*** Opening RECORDS TO USE ***

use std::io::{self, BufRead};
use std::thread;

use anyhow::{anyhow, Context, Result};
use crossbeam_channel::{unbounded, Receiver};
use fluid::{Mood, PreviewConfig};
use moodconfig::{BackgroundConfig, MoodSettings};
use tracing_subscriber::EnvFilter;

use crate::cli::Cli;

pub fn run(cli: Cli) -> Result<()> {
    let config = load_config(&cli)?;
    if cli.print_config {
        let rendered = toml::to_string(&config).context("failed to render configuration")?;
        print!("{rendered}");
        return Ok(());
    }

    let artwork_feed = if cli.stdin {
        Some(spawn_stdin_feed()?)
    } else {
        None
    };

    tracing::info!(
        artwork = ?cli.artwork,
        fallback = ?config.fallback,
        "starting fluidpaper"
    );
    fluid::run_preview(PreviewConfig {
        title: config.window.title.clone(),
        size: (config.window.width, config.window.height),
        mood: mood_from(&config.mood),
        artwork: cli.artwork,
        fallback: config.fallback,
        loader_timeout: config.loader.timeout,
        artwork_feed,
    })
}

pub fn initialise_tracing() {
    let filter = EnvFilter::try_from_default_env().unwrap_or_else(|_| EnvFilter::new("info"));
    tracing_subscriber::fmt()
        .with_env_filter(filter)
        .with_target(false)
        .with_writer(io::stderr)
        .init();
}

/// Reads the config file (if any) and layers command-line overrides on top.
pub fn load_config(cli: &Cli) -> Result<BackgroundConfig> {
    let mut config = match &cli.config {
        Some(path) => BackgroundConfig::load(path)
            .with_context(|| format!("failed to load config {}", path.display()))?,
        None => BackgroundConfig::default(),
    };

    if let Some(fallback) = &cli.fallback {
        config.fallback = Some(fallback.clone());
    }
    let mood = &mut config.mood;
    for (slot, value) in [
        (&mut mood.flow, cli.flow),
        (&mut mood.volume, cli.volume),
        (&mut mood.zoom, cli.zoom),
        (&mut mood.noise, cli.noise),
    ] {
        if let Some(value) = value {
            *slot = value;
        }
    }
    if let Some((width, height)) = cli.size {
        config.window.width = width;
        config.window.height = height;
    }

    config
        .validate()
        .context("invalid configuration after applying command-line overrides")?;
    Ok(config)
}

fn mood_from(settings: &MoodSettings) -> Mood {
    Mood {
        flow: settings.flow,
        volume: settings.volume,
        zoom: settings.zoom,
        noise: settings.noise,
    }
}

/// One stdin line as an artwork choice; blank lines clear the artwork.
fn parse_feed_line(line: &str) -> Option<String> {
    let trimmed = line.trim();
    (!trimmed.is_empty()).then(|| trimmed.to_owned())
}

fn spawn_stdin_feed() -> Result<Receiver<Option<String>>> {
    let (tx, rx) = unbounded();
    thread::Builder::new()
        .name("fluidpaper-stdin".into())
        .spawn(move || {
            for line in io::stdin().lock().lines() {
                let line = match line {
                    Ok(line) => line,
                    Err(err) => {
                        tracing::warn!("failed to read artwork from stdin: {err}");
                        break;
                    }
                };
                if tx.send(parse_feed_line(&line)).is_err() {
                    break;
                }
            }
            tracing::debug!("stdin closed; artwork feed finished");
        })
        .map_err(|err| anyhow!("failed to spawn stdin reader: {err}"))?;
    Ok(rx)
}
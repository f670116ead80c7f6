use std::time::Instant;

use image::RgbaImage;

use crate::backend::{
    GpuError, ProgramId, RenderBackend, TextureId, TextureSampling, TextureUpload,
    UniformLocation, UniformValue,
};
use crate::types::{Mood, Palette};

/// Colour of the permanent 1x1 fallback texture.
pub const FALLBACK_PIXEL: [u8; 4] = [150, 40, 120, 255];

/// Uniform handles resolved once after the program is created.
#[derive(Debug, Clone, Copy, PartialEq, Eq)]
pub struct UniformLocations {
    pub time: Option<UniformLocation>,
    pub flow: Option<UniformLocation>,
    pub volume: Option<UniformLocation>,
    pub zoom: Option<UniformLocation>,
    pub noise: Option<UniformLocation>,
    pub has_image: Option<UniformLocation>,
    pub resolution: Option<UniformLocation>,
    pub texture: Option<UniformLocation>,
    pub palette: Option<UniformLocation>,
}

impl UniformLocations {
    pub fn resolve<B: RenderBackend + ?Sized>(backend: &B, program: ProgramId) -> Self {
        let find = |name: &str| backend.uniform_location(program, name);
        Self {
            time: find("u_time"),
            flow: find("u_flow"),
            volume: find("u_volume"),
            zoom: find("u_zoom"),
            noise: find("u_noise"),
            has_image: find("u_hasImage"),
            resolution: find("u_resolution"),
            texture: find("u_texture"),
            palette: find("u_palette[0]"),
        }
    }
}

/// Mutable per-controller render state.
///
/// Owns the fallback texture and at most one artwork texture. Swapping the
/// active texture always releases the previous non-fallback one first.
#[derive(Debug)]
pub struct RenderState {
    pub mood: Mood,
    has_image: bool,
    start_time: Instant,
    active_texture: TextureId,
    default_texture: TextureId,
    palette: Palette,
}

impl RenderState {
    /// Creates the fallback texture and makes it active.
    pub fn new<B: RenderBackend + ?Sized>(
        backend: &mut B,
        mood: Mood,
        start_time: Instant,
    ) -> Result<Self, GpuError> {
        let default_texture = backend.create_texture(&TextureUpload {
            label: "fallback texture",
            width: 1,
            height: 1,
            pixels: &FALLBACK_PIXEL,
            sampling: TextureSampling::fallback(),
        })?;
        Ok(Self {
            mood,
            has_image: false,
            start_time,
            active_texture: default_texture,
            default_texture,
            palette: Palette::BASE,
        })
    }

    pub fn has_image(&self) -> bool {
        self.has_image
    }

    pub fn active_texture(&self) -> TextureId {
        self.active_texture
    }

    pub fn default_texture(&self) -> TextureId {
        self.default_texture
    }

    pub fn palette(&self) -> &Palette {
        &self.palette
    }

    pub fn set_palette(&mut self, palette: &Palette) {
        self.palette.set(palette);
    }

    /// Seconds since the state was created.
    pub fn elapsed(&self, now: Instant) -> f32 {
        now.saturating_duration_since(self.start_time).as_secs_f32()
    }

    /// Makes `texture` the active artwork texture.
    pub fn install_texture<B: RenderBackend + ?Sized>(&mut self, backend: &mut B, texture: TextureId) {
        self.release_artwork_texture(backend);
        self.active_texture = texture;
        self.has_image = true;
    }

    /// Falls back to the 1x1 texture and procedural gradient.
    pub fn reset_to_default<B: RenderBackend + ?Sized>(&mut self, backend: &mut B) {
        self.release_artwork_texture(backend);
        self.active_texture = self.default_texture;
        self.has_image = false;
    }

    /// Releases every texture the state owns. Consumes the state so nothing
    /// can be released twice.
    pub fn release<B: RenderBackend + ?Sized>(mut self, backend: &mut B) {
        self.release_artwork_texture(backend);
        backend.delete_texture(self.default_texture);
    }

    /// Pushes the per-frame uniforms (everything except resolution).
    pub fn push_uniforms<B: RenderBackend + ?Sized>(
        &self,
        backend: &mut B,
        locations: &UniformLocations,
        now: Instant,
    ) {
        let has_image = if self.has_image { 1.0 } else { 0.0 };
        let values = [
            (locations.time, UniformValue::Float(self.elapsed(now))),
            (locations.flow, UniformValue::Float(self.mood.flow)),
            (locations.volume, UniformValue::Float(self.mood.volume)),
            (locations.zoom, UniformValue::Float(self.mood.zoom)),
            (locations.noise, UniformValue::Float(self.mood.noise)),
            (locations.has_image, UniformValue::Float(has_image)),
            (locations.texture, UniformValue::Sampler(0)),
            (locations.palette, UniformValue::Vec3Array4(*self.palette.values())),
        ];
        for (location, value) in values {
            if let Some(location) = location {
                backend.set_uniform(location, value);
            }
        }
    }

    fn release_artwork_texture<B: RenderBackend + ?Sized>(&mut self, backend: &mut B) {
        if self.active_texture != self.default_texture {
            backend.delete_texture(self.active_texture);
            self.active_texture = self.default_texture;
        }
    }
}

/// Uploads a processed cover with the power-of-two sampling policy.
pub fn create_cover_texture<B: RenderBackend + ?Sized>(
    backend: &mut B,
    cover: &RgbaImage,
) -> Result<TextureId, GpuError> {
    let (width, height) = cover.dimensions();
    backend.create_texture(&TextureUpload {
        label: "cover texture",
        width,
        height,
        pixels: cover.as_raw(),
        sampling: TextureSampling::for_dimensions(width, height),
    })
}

*** Closing RECORDS TO USE ***

Filter the listing for the word "match" and copy every line that holds it.

    let mut config = match &cli.config {
                let line = match line {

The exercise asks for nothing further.